Cardio Flash

CARDIO FLASH

In dieser Rubrik werden wichtige Studien und Themen von den Herausgebern dieser Zeitschrift kurz zusammengefasst und kommentiert. Wir hoffen, dass Sie, liebe Leserinnen und Leser, diese Information schätzen.



Aspirin in der Primärprävention des Schlaganfalls bei älteren Patienten

In der Primärprävention wird der protektive Effekt von Aspirin durch vermehrte Blutungen aufgehoben. Trotzdem ist die primär präventive Einnahme von Aspirin weit verbreitet. Bei älteren Menschen ist die Prävention eines Schlaganfalls ein berechtigtes Anliegen. Die ASPREE Studie hat deshalb den Nutzen von Aspirin in der Prävention von Schlaganfällen bei älteren Patienten (n=19‘114; 56% Frauen, mittleres Alter 74 Jahre) untersucht (1) . Bei diesen vergleichsweise gesunden älteren Patienten resultierte Aspirin 100 mg/Tag in keiner statistisch signifikanten Reduktion der ischämischen Schlaganfällen. Aspirin führte aber zu einem signifikanten Anstieg der intrazerebralen Blutungen. 29 zusätzliche intrazerebralen Blutungen standen 20 verhinderten ischämischen Schlaganfällen gegenüber. Die intrazerebralen Blutungen führten zu mehr Todesfällen als die ischämischen Schlaganfälle.

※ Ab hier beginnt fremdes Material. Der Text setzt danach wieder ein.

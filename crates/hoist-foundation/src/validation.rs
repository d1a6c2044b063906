//! Types for build-validation configuration and results.

use serde::{Deserialize, Serialize};

/// Configuration for post-apply build validation
#[derive(Debug, Clone, Serialize, Deserialize)]
pub struct ValidationConfig {
    /// Enable post-operation validation
    #[serde(default)]
    pub enabled: bool,
    /// Command to run for validation, executed from the project directory
    #[serde(default = "default_command")]
    pub command: String,
    /// Timeout in seconds (default: 300)
    #[serde(default = "default_timeout")]
    pub timeout_seconds: u64,
    /// Output fragments that mark the build as failed
    #[serde(default = "default_failure_markers")]
    pub failure_markers: Vec<String>,
    /// Output fragments that mark the build as succeeded
    #[serde(default = "default_success_markers")]
    pub success_markers: Vec<String>,
}

fn default_command() -> String {
    "dotnet build --nologo".to_string()
}

fn default_timeout() -> u64 {
    300
}

fn default_failure_markers() -> Vec<String> {
    vec!["Build FAILED".to_string(), "error CS".to_string()]
}

fn default_success_markers() -> Vec<String> {
    vec!["Build succeeded".to_string()]
}

impl Default for ValidationConfig {
    fn default() -> Self {
        Self {
            enabled: false,
            command: default_command(),
            timeout_seconds: default_timeout(),
            failure_markers: default_failure_markers(),
            success_markers: default_success_markers(),
        }
    }
}

/// Result of running a validation command
#[derive(Debug, Clone, Serialize, Deserialize)]
pub struct ValidationResult {
    /// Whether validation passed
    pub passed: bool,
    /// Command that was executed
    pub command: String,
    /// Exit code from command (-1 when terminated by a signal)
    pub exit_code: i32,
    /// Standard output from command
    pub stdout: String,
    /// Standard error from command
    pub stderr: String,
    /// Duration in milliseconds
    pub duration_ms: u64,
}

impl ValidationResult {
    /// Last few lines of combined output, for failure notifications
    pub fn output_tail(&self, lines: usize) -> String {
        let combined: Vec<&str> = self
            .stdout
            .lines()
            .chain(self.stderr.lines())
            .filter(|l| !l.trim().is_empty())
            .collect();
        let start = combined.len().saturating_sub(lines);
        combined[start..].join("\n")
    }
}
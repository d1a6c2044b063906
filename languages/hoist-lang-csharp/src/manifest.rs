//! C# project manifest handling
//!
//! Reads the bits of a `.csproj` hoist cares about and patches the manifest
//! so it references the consolidated declarations file. Patching is textual
//! so comments, ordering and formatting of the rest of the file survive.

use hoist_foundation::{HoistError, HoistResult};
use serde::Deserialize;
use std::path::Path;

// Structs for deserializing .csproj XML
#[derive(Debug, Deserialize, PartialEq, Default)]
struct Project {
    #[serde(rename = "@Sdk", default)]
    sdk: Option<String>,
    #[serde(rename = "Sdk", default)]
    sdk_elements: Vec<SdkElement>,
    #[serde(rename = "PropertyGroup", default)]
    property_groups: Vec<PropertyGroup>,
}

#[derive(Debug, Deserialize, PartialEq)]
struct SdkElement {
    #[serde(rename = "@Name")]
    name: String,
}

#[derive(Debug, Deserialize, PartialEq, Default)]
struct PropertyGroup {
    #[serde(rename = "AssemblyName", default)]
    assembly_name: Option<String>,
}

/// What the orchestrators need to know about a project.
#[derive(Debug, Clone, PartialEq, Eq)]
pub struct ProjectInfo {
    pub name: String,
    pub sdk: Option<String>,
}

impl ProjectInfo {
    /// SDK-style projects compile every `*.cs` under the project implicitly.
    pub fn is_sdk_style(&self) -> bool {
        self.sdk.is_some()
    }
}

/// Analyze `.csproj` content. The name falls back to the file stem.
pub fn analyze_manifest_content(content: &str, path: &Path) -> HoistResult<ProjectInfo> {
    let project: Project = quick_xml::de::from_str(content).map_err(|e| {
        HoistError::manifest(format!(
            "Invalid XML in {}: {}",
            path.display(),
            e
        ))
    })?;

    let name = project
        .property_groups
        .iter()
        .find_map(|p| p.assembly_name.as_ref())
        .map(|n| n.trim().to_string())
        .filter(|n| !n.is_empty())
        .or_else(|| {
            path.file_stem()
                .and_then(|s| s.to_str())
                .map(|s| s.to_string())
        })
        .ok_or_else(|| {
            HoistError::manifest("Could not determine project name from manifest or file path")
        })?;

    let sdk = project
        .sdk
        .filter(|s| !s.trim().is_empty())
        .or_else(|| project.sdk_elements.into_iter().next().map(|e| e.name));

    Ok(ProjectInfo { name, sdk })
}

/// The item that references the consolidated file.
///
/// SDK-style projects already include every source file, so an `Include`
/// would duplicate the item; `Update` only marks it.
pub fn reference_entry(file_name: &str, sdk_style: bool) -> String {
    let verb = if sdk_style { "Update" } else { "Include" };
    format!(r#"<Compile {}="{}" />"#, verb, file_name)
}

/// Make sure `content` references `file_name`.
///
/// Returns `Ok(None)` when the file name already appears anywhere in the
/// manifest, otherwise the patched manifest. The entry goes into the first
/// unconditional `<ItemGroup>`; a new group is added when there is none.
/// Line endings are preserved.
pub fn ensure_referenced(
    content: &str,
    file_name: &str,
    sdk_style: bool,
) -> HoistResult<Option<String>> {
    if content.contains(file_name) {
        return Ok(None);
    }

    let cr = if content.contains("\r\n") { "\r" } else { "" };
    let entry = reference_entry(file_name, sdk_style);
    let mut lines: Vec<String> = content.split('\n').map(str::to_string).collect();
    let unit = indent_unit(&lines);

    if let Some(index) = lines.iter().position(|l| is_item_group_open(l)) {
        let tag_indent = leading_whitespace(&lines[index]).to_string();
        let child_indent = lines
            .get(index + 1)
            .map(|next| next.trim_end_matches('\r'))
            .filter(|next| !next.trim().is_empty() && !next.trim().starts_with("</ItemGroup"))
            .map(|next| leading_whitespace(next).to_string())
            .unwrap_or_else(|| format!("{}{}", tag_indent, unit));

        lines.insert(index + 1, format!("{}{}{}", child_indent, entry, cr));
        return Ok(Some(lines.join("\n")));
    }

    let Some(index) = lines.iter().rposition(|l| l.contains("</Project>")) else {
        return Err(HoistError::manifest(
            "No ItemGroup and no closing </Project> tag found",
        ));
    };

    let closing_line = lines.remove(index);
    let split_at = closing_line.rfind("</Project>").unwrap_or(0);
    let (before, closing) = closing_line.split_at(split_at);
    let project_indent = leading_whitespace(before).to_string();

    let mut replacement = Vec::new();
    if !before.trim().is_empty() {
        replacement.push(format!("{}{}", before.trim_end(), cr));
    }
    replacement.push(format!("{}{}<ItemGroup>{}", project_indent, unit, cr));
    replacement.push(format!("{}{}{}{}{}", project_indent, unit, unit, entry, cr));
    replacement.push(format!("{}{}</ItemGroup>{}", project_indent, unit, cr));
    replacement.push(format!("{}{}", project_indent, closing));

    lines.splice(index..index, replacement);
    Ok(Some(lines.join("\n")))
}

fn is_item_group_open(line: &str) -> bool {
    let trimmed = line.trim();
    let Some(rest) = trimmed.strip_prefix("<ItemGroup") else {
        return false;
    };
    let opens = rest.starts_with('>') || rest.starts_with(char::is_whitespace);
    // A conditional group would hide the file from other configurations
    opens
        && !rest.contains("Condition")
        && !trimmed.ends_with("/>")
        && !trimmed.contains("</ItemGroup>")
}

fn leading_whitespace(line: &str) -> &str {
    let trimmed = line.trim_start();
    &line[..line.len() - trimmed.len()]
}

// First indentation seen in the file, two spaces if the file is flat
fn indent_unit(lines: &[String]) -> String {
    lines
        .iter()
        .map(|l| leading_whitespace(l.trim_end_matches('\r')))
        .find(|ws| !ws.is_empty())
        .map(|ws| {
            if ws.starts_with('\t') {
                "\t".to_string()
            } else {
                ws.to_string()
            }
        })
        .unwrap_or_else(|| "  ".to_string())
}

Auch die extrakranialen Blutungen waren unter Aspirin erhöht.

Diese Studie erinnert uns daran, dass das Blutungsrisiko durch Aspirin nicht vernachlässigbar ist und gerade bei älteren Patienten den Nutzen in der Primärprävention übersteigt. Bei Patienten älter als 60 Jahre sollte entsprechend den europäischen (2) und amerikanischen (3) Guidelines das Aspirin als primärpräventive Massnahme nicht gestartet werden. Bei (älteren) Patienten, welche bereits Aspirin primär präventiv einnehmen, soll es gestoppt werden.

 Prof. Franz Eberli

1 Cloud GC et al. Low-Dose Aspirin and the Risk of Stroke and Intracerebral Bleeding in healthy older People. Secondary Analysis of a Randomized Clinical Trial. JAMA netw open 2023;6(7):32325803
2 ESC Prevention Guidelines 2021. European Heart Journal (2021) 42, 3227 3337
3 Davidson KW et al. Aspirin use to prevent cardiovascular disease. US Preventive Series Task Force recommendation statement. JAMA 2022;327(16):1577-84

Atorvastatin als Schutz vor Anthracylin-assozierter kardialer Dysfunktion (The STOP-CA Trial)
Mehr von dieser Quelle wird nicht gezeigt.